Practical Estimator: The new estimator only requires observing the reference probability \(\varepsilon_n\) of the selected sample, making it simple to compute with controlled variance (requiring only \(M = O(\log n \cdot \log(1/\delta))\) samples).
Unified Theoretical Framework: Simultaneously analyzes best-of-n and rewind-and-repeat, proving that best-of-n is approximately optimal in terms of the win rate vs KL trade-off.
Key Insight: Rényi entropy \(H_2\) is the core quantity controlling all gaps—under high Rényi entropy (many low-probability outputs), the classical formula works well; under low Rényi entropy, it fails.
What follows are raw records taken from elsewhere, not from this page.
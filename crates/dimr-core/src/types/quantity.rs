//! Quantities and the quantity-type identity scheme

use crate::number::Number;
use crate::types::{Notation, Unit};
use std::fmt;
use std::sync::Arc;

/// Opaque identity token for a quantity type ("Length", "Area", ...).
///
/// Compared by content; no runtime type machinery is involved. The
/// fallback chain a type participates in is declared on its
/// [`QuantityType`] at registration time.
#[derive(Debug, Clone, PartialEq, Eq, Hash, PartialOrd, Ord)]
pub struct QuantityTypeId(Arc<str>);

impl QuantityTypeId {
    pub fn new(name: impl AsRef<str>) -> Self {
        QuantityTypeId(Arc::from(name.as_ref()))
    }

    pub fn as_str(&self) -> &str {
        &self.0
    }
}

impl fmt::Display for QuantityTypeId {
    fn fmt(&self, f: &mut fmt::Formatter<'_>) -> fmt::Result {
        write!(f, "{}", self.0)
    }
}

/// Constructor closure producing a quantity of a concrete type.
pub type QuantityConstructor = Arc<dyn Fn(Number, Unit) -> Quantity + Send + Sync>;

/// A quantity type: identity token, declared fallback chain, and the
/// constructor the registries use to instantiate results.
#[derive(Clone)]
pub struct QuantityType {
    id: QuantityTypeId,
    supertypes: Vec<QuantityTypeId>,
    construct: QuantityConstructor,
}

impl QuantityType {
    pub fn new(
        id: QuantityTypeId,
        supertypes: Vec<QuantityTypeId>,
        construct: QuantityConstructor,
    ) -> Self {
        Self {
            id,
            supertypes,
            construct,
        }
    }

    /// A type whose constructor simply pairs value and unit under the
    /// type's own identity. Sufficient for every cataloged type; custom
    /// constructors exist for applications wrapping quantities further.
    pub fn simple(id: QuantityTypeId) -> Self {
        let tag = id.clone();
        QuantityType::new(
            id,
            Vec::new(),
            Arc::new(move |value, unit| Quantity::new(value, unit, tag.clone())),
        )
    }

    /// As [`QuantityType::simple`], with a declared fallback chain
    /// (nearest supertype first).
    pub fn with_supertypes(id: QuantityTypeId, supertypes: Vec<QuantityTypeId>) -> Self {
        let tag = id.clone();
        QuantityType::new(
            id,
            supertypes,
            Arc::new(move |value, unit| Quantity::new(value, unit, tag.clone())),
        )
    }

    pub fn id(&self) -> &QuantityTypeId {
        &self.id
    }

    /// Declared fallback chain, nearest first.
    pub fn supertypes(&self) -> &[QuantityTypeId] {
        &self.supertypes
    }

    pub fn construct(&self, value: Number, unit: Unit) -> Quantity {
        (self.construct)(value, unit)
    }
}

impl fmt::Debug for QuantityType {
    fn fmt(&self, f: &mut fmt::Formatter<'_>) -> fmt::Result {
        f.debug_struct("QuantityType")
            .field("id", &self.id)
            .field("supertypes", &self.supertypes)
            .finish()
    }
}

/// An immutable (value, unit) pair tagged with its quantity type.
///
/// The unit is a shared identity; the quantity does not own it.
#[derive(Debug, Clone)]
pub struct Quantity {
    value: Number,
    unit: Unit,
    kind: QuantityTypeId,
}

impl Quantity {
    pub fn new(value: Number, unit: Unit, kind: QuantityTypeId) -> Self {
        Self { value, unit, kind }
    }

    pub fn value(&self) -> &Number {
        &self.value
    }

    pub fn unit(&self) -> &Unit {
        &self.unit
    }

    pub fn kind(&self) -> &QuantityTypeId {
        &self.kind
    }
}

/// Same numeric value in the same unit identity.
impl PartialEq for Quantity {
    fn eq(&self, other: &Self) -> bool {
        self.unit == other.unit && self.value == other.value
    }
}

impl Eq for Quantity {}

impl fmt::Display for Quantity {
    fn fmt(&self, f: &mut fmt::Formatter<'_>) -> fmt::Result {
        write!(f, "{} {}", self.value, self.unit.symbol(Notation::Unicode))
    }
}

#[cfg(test)]
mod tests {
    use super::*;
    use crate::types::{Dimension, DimensionalFormula, UnitSystem};

    fn meter() -> Unit {
        Unit::new(
            "meter",
            "m",
            Dimension::new("Length", DimensionalFormula::LENGTH),
            UnitSystem::Si,
        )
    }

    #[test]
    fn test_simple_type_constructs_tagged_quantity() {
        let length = QuantityType::simple(QuantityTypeId::new("Length"));
        let q = length.construct(Number::from(3), meter());
        assert_eq!(q.kind().as_str(), "Length");
        assert_eq!(q.value().value(), "3");
        assert_eq!(q.unit().name(), "meter");
    }

    #[test]
    fn test_quantity_equality_uses_unit_identity() {
        let m = meter();
        let a = Quantity::new(Number::from(5), m.clone(), QuantityTypeId::new("Length"));
        let b = Quantity::new(Number::from(5), m, QuantityTypeId::new("Length"));
        assert_eq!(a, b);

        let other_meter = meter(); // distinct identity
        let c = Quantity::new(
            Number::from(5),
            other_meter,
            QuantityTypeId::new("Length"),
        );
        assert_ne!(a, c);
    }

    #[test]
    fn test_display() {
        let q = Quantity::new(
            Number::new("1.5").unwrap(),
            meter(),
            QuantityTypeId::new("Length"),
        );
        assert_eq!(q.to_string(), "1.5 m");
    }

    #[test]
    fn test_supertype_chain_declaration() {
        let height = QuantityType::with_supertypes(
            QuantityTypeId::new("Height"),
            vec![QuantityTypeId::new("Length")],
        );
        assert_eq!(height.supertypes().len(), 1);
        assert_eq!(height.supertypes()[0].as_str(), "Length");
    }
}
Limitations & Future Work¶

Unproven Conjectures: Conjecture 4.4 (the expected value of the estimator is an upper bound of KL) and Conjecture 7.2 (the upper bound of the win rate-KL trade-off) are only validated numerically and lack rigorous proofs.
Discrete Output Assumption: The analysis assumes a finite output space; extending this to continuous outputs (such as diffusion models) is left to future work (e.g., Mroueh 2024).
Unique Reward Assumption: Assumption 2.1 requires unique reward values, whereas in practice, there may be many tied samples.
No Practical LLM Alignment Experiments: All experiments are synthetic or small-scale, without verifying the estimator's utility in actual RLHF pipelines.
Estimator Requires \(\pi_{\text{ref}}(\mathbf{y}|\mathbf{x})\): Calculating the complete sequence probability in autoregressive models is feasible but requires an extra forward pass.

Rating¶

Novelty: ⭐⭐⭐⭐ — Overturns a widely used "formula" and proposes tighter theoretical bounds and a practical estimator.
Experimental Thoroughness: ⭐⭐⭐ — Synthetic experiments are sufficient, but lacks validation in large-scale practical alignment scenarios.
Writing Quality: ⭐⭐⭐⭐⭐ — Rigorous and clear reasoning, progressing step-by-step from counterexamples to theorems and the estimator.
Value: ⭐⭐⭐⭐ — Holds significant corrective value for the LLM alignment community, already cited and extended by multiple subsequent works.